Adv Pediatr Surg.  2018 Dec;24(2):94-99. 10.13029/aps.2018.24.2.94.

Double H-type Tracheoesophageal Fistulae: A Case Report

Affiliations
  • 1Department of Pediatric Surgery, Ajou University School of Medicine, Suwon, Korea. hongj@ajou.ac.kr

Abstract

We present an extremely rare case with double H-type tracheoesophageal fistulae identified with a time-lapse and repaired separately. A newborn male presented with cyanosis after breastfeeding. Contrast esophagogram demonstrated an H-type fistula, and then it was repaired in a standard fashion via right thoracotomy. When routine esophagogram was taken on postoperative day 10, another fistula was noticed at a level higher than the previous one. Bronchoscopy was performed to evaluate the lesion whether it was a recurred fistula or a second H-type fistula. However, it was so tiny that it was not visible with bronchoscopy. It was discovered only two months later when the fistula had grown up with the baby. The second H-type fistula was repaired through a cervical incision.
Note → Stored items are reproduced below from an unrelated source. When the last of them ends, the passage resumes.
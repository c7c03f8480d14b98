//! Per-compile global data
//!
//! `GlobalData` is allocated fresh for every compile and written through a
//! narrow API while the head and body render. Nothing reads the collected
//! styles until rendering has finished.

use std::collections::BTreeMap;
use std::fmt;
use std::sync::Arc;

use mailforge_dom::{AttributeTables, Attributes};
use mailforge_html::AttributeOverride;

use crate::{CompileError, CompileOptions, Target};

/// Head CSS produced from the breakpoint at assembly time
pub type HeadStyle = Arc<dyn Fn(&str) -> String + Send + Sync>;

/// Styles collected while rendering
#[derive(Default, Clone)]
pub struct StyleAggregator {
    media_queries: Vec<(String, String)>,
    head_styles: Vec<(String, HeadStyle)>,
    component_head_styles: Vec<HeadStyle>,
    styles: Vec<String>,
    inline_styles: Vec<String>,
}

impl fmt::Debug for StyleAggregator {
    fn fmt(&self, f: &mut fmt::Formatter<'_>) -> fmt::Result {
        f.debug_struct("StyleAggregator")
            .field("media_queries", &self.media_queries)
            .field(
                "head_styles",
                &self.head_styles.iter().map(|(id, _)| id.as_str()).collect::<Vec<_>>(),
            )
            .field("component_head_styles", &self.component_head_styles.len())
            .field("styles", &self.styles)
            .field("inline_styles", &self.inline_styles)
            .finish()
    }
}

impl StyleAggregator {
    pub fn new() -> Self {
        Self::default()
    }

    /// Register the desktop width rule of `class_name`. A later rule for the
    /// same class replaces the earlier one in place.
    pub fn add_media_query(&mut self, class_name: &str, width: f64, unit: &str) {
        let width = format_number(width);
        let rule = format!("{{ width:{w}{u} !important; max-width: {w}{u}; }}", w = width, u = unit);

        match self.media_queries.iter_mut().find(|(name, _)| name == class_name) {
            Some(entry) => entry.1 = rule,
            None => self.media_queries.push((class_name.to_string(), rule)),
        }
    }

    /// Register head CSS under `identifier`, replacing any earlier entry
    pub fn add_head_style(&mut self, identifier: &str, style: HeadStyle) {
        match self.head_styles.iter_mut().find(|(id, _)| id == identifier) {
            Some(entry) => entry.1 = style,
            None => self.head_styles.push((identifier.to_string(), style)),
        }
    }

    pub fn add_component_head_style(&mut self, style: HeadStyle) {
        self.component_head_styles.push(style);
    }

    /// Global `<mj-style>` CSS
    pub fn add_style(&mut self, css: impl Into<String>) {
        self.styles.push(css.into());
    }

    /// CSS to inline into matching elements
    pub fn add_inline_style(&mut self, css: impl Into<String>) {
        self.inline_styles.push(css.into());
    }

    pub fn media_queries(&self) -> &[(String, String)] {
        &self.media_queries
    }

    /// Component head styles first, then per-identifier head styles
    pub fn head_styles(&self, breakpoint: &str) -> Vec<String> {
        self.component_head_styles
            .iter()
            .map(|style| style(breakpoint))
            .chain(self.head_styles.iter().map(|(_, style)| style(breakpoint)))
            .filter(|css| !css.trim().is_empty())
            .collect()
    }

    pub fn styles(&self) -> &[String] {
        &self.styles
    }

    pub fn inline_styles(&self) -> &[String] {
        &self.inline_styles
    }

    pub fn has_head_style(&self, identifier: &str) -> bool {
        self.head_styles.iter().any(|(id, _)| id == identifier)
    }
}

/// `50` for 50.0, shortest round-trip text otherwise
pub fn format_number(value: f64) -> String {
    if value.fract() == 0.0 && value.abs() < 1e15 {
        format!("{}", value as i64)
    } else {
        format!("{}", value)
    }
}

/// Value written through [`GlobalData::add`]
#[derive(Debug, Clone, PartialEq)]
pub enum HeadValue {
    Text(String),
    Flag(bool),
    /// One key of a name to value record
    Entry(String, String),
    /// Attribute set keyed by tag or class name
    Attributes(String, Attributes),
    /// Defaults an attribute class gives a descendant tag
    ClassDefault {
        class: String,
        tag: String,
        attributes: Attributes,
    },
    /// Attributes set on every element matching a selector
    Selector(String, Vec<(String, String)>),
}

impl HeadValue {
    pub fn text(value: impl Into<String>) -> Self {
        Self::Text(value.into())
    }
}

/// Document-wide state of one compile
#[derive(Debug, Clone)]
pub struct GlobalData {
    target: Target,
    breakpoint: String,
    title: String,
    preview: String,
    lang: String,
    dir: String,
    force_owa_desktop: bool,
    printer_support: bool,
    background_color: Option<String>,
    before_doctype: Vec<String>,
    head_raw: Vec<String>,
    fonts: BTreeMap<String, String>,
    html_attributes: Vec<AttributeOverride>,
    tables: AttributeTables,
    styles: StyleAggregator,
}

impl GlobalData {
    pub fn new(options: &CompileOptions) -> Self {
        Self {
            target: options.target,
            breakpoint: options.breakpoint.clone(),
            title: String::new(),
            preview: String::new(),
            lang: options.lang.clone().unwrap_or_else(|| "und".to_string()),
            dir: options.dir.clone().unwrap_or_else(|| "auto".to_string()),
            force_owa_desktop: false,
            printer_support: options.printer_support,
            background_color: None,
            before_doctype: Vec::new(),
            head_raw: Vec::new(),
            fonts: options.fonts.clone(),
            html_attributes: Vec::new(),
            tables: AttributeTables::new(),
            styles: StyleAggregator::new(),
        }
    }

    /// Write a named datum. Lists append, records merge, scalars replace.
    pub fn add(&mut self, name: &str, value: HeadValue) -> Result<(), CompileError> {
        match (name, value) {
            ("breakpoint", HeadValue::Text(v)) => self.breakpoint = v,
            ("title", HeadValue::Text(v)) => self.title = v,
            ("preview", HeadValue::Text(v)) => self.preview = v,
            ("lang", HeadValue::Text(v)) => self.lang = v,
            ("dir", HeadValue::Text(v)) => self.dir = v,
            ("background_color", HeadValue::Text(v)) => self.background_color = Some(v),
            ("force_owa_desktop", HeadValue::Flag(v)) => self.force_owa_desktop = v,
            ("printer_support", HeadValue::Flag(v)) => self.printer_support = v,
            ("before_doctype", HeadValue::Text(v)) => self.before_doctype.push(v),
            ("head_raw", HeadValue::Text(v)) => self.head_raw.push(v),
            ("style", HeadValue::Text(v)) => self.styles.add_style(v),
            ("inline_style", HeadValue::Text(v)) => self.styles.add_inline_style(v),
            ("fonts", HeadValue::Entry(font, url)) => {
                self.fonts.insert(font, url);
            }
            ("default_attributes", HeadValue::Attributes(tag, attributes)) => {
                self.tables.merge_default_attributes(&tag, attributes)
            }
            ("classes", HeadValue::Attributes(class, attributes)) => self.tables.merge_class(&class, attributes),
            (
                "classes_default",
                HeadValue::ClassDefault {
                    class,
                    tag,
                    attributes,
                },
            ) => self.tables.merge_class_default(&class, &tag, attributes),
            ("html_attributes", HeadValue::Selector(selector, attributes)) => {
                self.merge_html_attributes(selector, attributes)
            }
            (
                "breakpoint" | "title" | "preview" | "lang" | "dir" | "background_color" | "force_owa_desktop"
                | "printer_support" | "before_doctype" | "head_raw" | "style" | "inline_style" | "fonts"
                | "default_attributes" | "classes" | "classes_default" | "html_attributes",
                _,
            ) => {
                return Err(CompileError::InvalidHeadValue {
                    name: name.to_string(),
                })
            }
            _ => {
                return Err(CompileError::UnknownHeadAttribute {
                    name: name.to_string(),
                })
            }
        }

        Ok(())
    }

    fn merge_html_attributes(&mut self, selector: String, attributes: Vec<(String, String)>) {
        let entry = match self.html_attributes.iter().position(|o| o.selector == selector) {
            Some(index) => &mut self.html_attributes[index],
            None => {
                self.html_attributes.push(AttributeOverride::new(selector));
                let last = self.html_attributes.len() - 1;
                &mut self.html_attributes[last]
            }
        };

        for (name, value) in attributes {
            match entry.attributes.iter_mut().find(|(n, _)| *n == name) {
                Some(existing) => existing.1 = value,
                None => entry.attributes.push((name, value)),
            }
        }
    }

    pub fn add_media_query(&mut self, class_name: &str, width: f64, unit: &str) {
        self.styles.add_media_query(class_name, width, unit);
    }

    pub fn add_head_style(&mut self, identifier: &str, style: HeadStyle) {
        self.styles.add_head_style(identifier, style);
    }

    pub fn add_component_head_style(&mut self, style: HeadStyle) {
        self.styles.add_component_head_style(style);
    }

    pub fn target(&self) -> Target {
        self.target
    }

    pub fn breakpoint(&self) -> &str {
        &self.breakpoint
    }

    pub fn title(&self) -> &str {
        &self.title
    }

    pub fn preview(&self) -> &str {
        &self.preview
    }

    pub fn lang(&self) -> &str {
        &self.lang
    }

    pub fn dir(&self) -> &str {
        &self.dir
    }

    pub fn force_owa_desktop(&self) -> bool {
        self.force_owa_desktop
    }

    pub fn printer_support(&self) -> bool {
        self.printer_support
    }

    pub fn background_color(&self) -> Option<&str> {
        self.background_color.as_deref()
    }

    pub fn before_doctype(&self) -> &[String] {
        &self.before_doctype
    }

    pub fn head_raw(&self) -> &[String] {
        &self.head_raw
    }

    pub fn fonts(&self) -> &BTreeMap<String, String> {
        &self.fonts
    }

    pub fn html_attributes(&self) -> &[AttributeOverride] {
        &self.html_attributes
    }

    pub fn tables(&self) -> &AttributeTables {
        &self.tables
    }

    pub fn styles(&self) -> &StyleAggregator {
        &self.styles
    }
}

#[cfg(test)]
mod tests {
    use super::*;

    fn global() -> GlobalData {
        GlobalData::new(&CompileOptions::default())
    }

    #[test]
    fn test_media_query_rule_format() {
        let mut styles = StyleAggregator::new();
        styles.add_media_query("mj-column-per-50", 50.0, "%");
        styles.add_media_query("mj-column-px-200", 200.0, "px");
        styles.add_media_query("mj-column-per-50", 50.0, "%");

        assert_eq!(
            styles.media_queries(),
            &[
                (
                    "mj-column-per-50".to_string(),
                    "{ width:50% !important; max-width: 50%; }".to_string()
                ),
                (
                    "mj-column-px-200".to_string(),
                    "{ width:200px !important; max-width: 200px; }".to_string()
                ),
            ]
        );
    }

    #[test]
    fn test_head_styles_order_and_replacement() {
        let mut styles = StyleAggregator::new();
        styles.add_head_style("mj-image", Arc::new(|bp: &str| format!("@media (max-width:{}) {{}}", bp)));
        styles.add_component_head_style(Arc::new(|_: &str| ".c{}".to_string()));
        styles.add_head_style("mj-image", Arc::new(|_: &str| ".img{}".to_string()));
        styles.add_component_head_style(Arc::new(|_: &str| "  ".to_string()));

        assert_eq!(styles.head_styles("480px"), vec![".c{}", ".img{}"]);
        assert!(styles.has_head_style("mj-image"));
    }

    #[test]
    fn test_add_scalars_lists_and_records() {
        let mut global = global();
        global.add("title", HeadValue::text("One")).unwrap();
        global.add("title", HeadValue::text("Two")).unwrap();
        global.add("head_raw", HeadValue::text("<meta a>")).unwrap();
        global.add("head_raw", HeadValue::text("<meta b>")).unwrap();
        global
            .add("fonts", HeadValue::Entry("Raleway".into(), "https://fonts.test/r.css".into()))
            .unwrap();
        global.add("force_owa_desktop", HeadValue::Flag(true)).unwrap();

        assert_eq!(global.title(), "Two");
        assert_eq!(global.head_raw(), &["<meta a>".to_string(), "<meta b>".to_string()]);
        assert_eq!(global.fonts().get("Raleway").map(String::as_str), Some("https://fonts.test/r.css"));
        assert_eq!(global.fonts().len(), 6);
        assert!(global.force_owa_desktop());
    }

    #[test]
    fn test_html_attributes_merge_by_selector() {
        let mut global = global();
        global
            .add("html_attributes", HeadValue::Selector(".a".into(), vec![("x".into(), "1".into())]))
            .unwrap();
        global
            .add(
                "html_attributes",
                HeadValue::Selector(".a".into(), vec![("x".into(), "2".into()), ("y".into(), "3".into())]),
            )
            .unwrap();

        let overrides = global.html_attributes();
        assert_eq!(overrides.len(), 1);
        assert_eq!(
            overrides[0].attributes,
            vec![("x".to_string(), "2".to_string()), ("y".to_string(), "3".to_string())]
        );
    }

    #[test]
    fn test_unknown_name_is_fatal() {
        let err = global().add("colour", HeadValue::text("red")).unwrap_err();
        assert!(matches!(err, CompileError::UnknownHeadAttribute { ref name } if name == "colour"));
        assert!(err.to_string().contains("colour"));
    }

    #[test]
    fn test_value_kind_mismatch() {
        let err = global().add("title", HeadValue::Flag(true)).unwrap_err();
        assert!(matches!(err, CompileError::InvalidHeadValue { .. }));
    }

    #[test]
    fn test_format_number() {
        assert_eq!(format_number(50.0), "50");
        assert_eq!(format_number(33.5), "33.5");
    }
}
Although double H-type fistulae are extremely rare, the possibility of another fistula, as well as recurrence, must be ruled out when symptom recurs after a definitive operation of an H-type fistula.

Keyword

H-type; Tracheoesophageal fistula; Bronchoscopy

MeSH Terms

Breast Feeding
Bronchoscopy
Cyanosis
Fistula
Humans
Infant, Newborn
Male
Recurrence
Thoracotomy
Tracheoesophageal Fistula*

Figure

  • Fig. 1 Two days after birth (right), chest radiograph shows aspiration pneumonitis which was absent on the date of birth (left).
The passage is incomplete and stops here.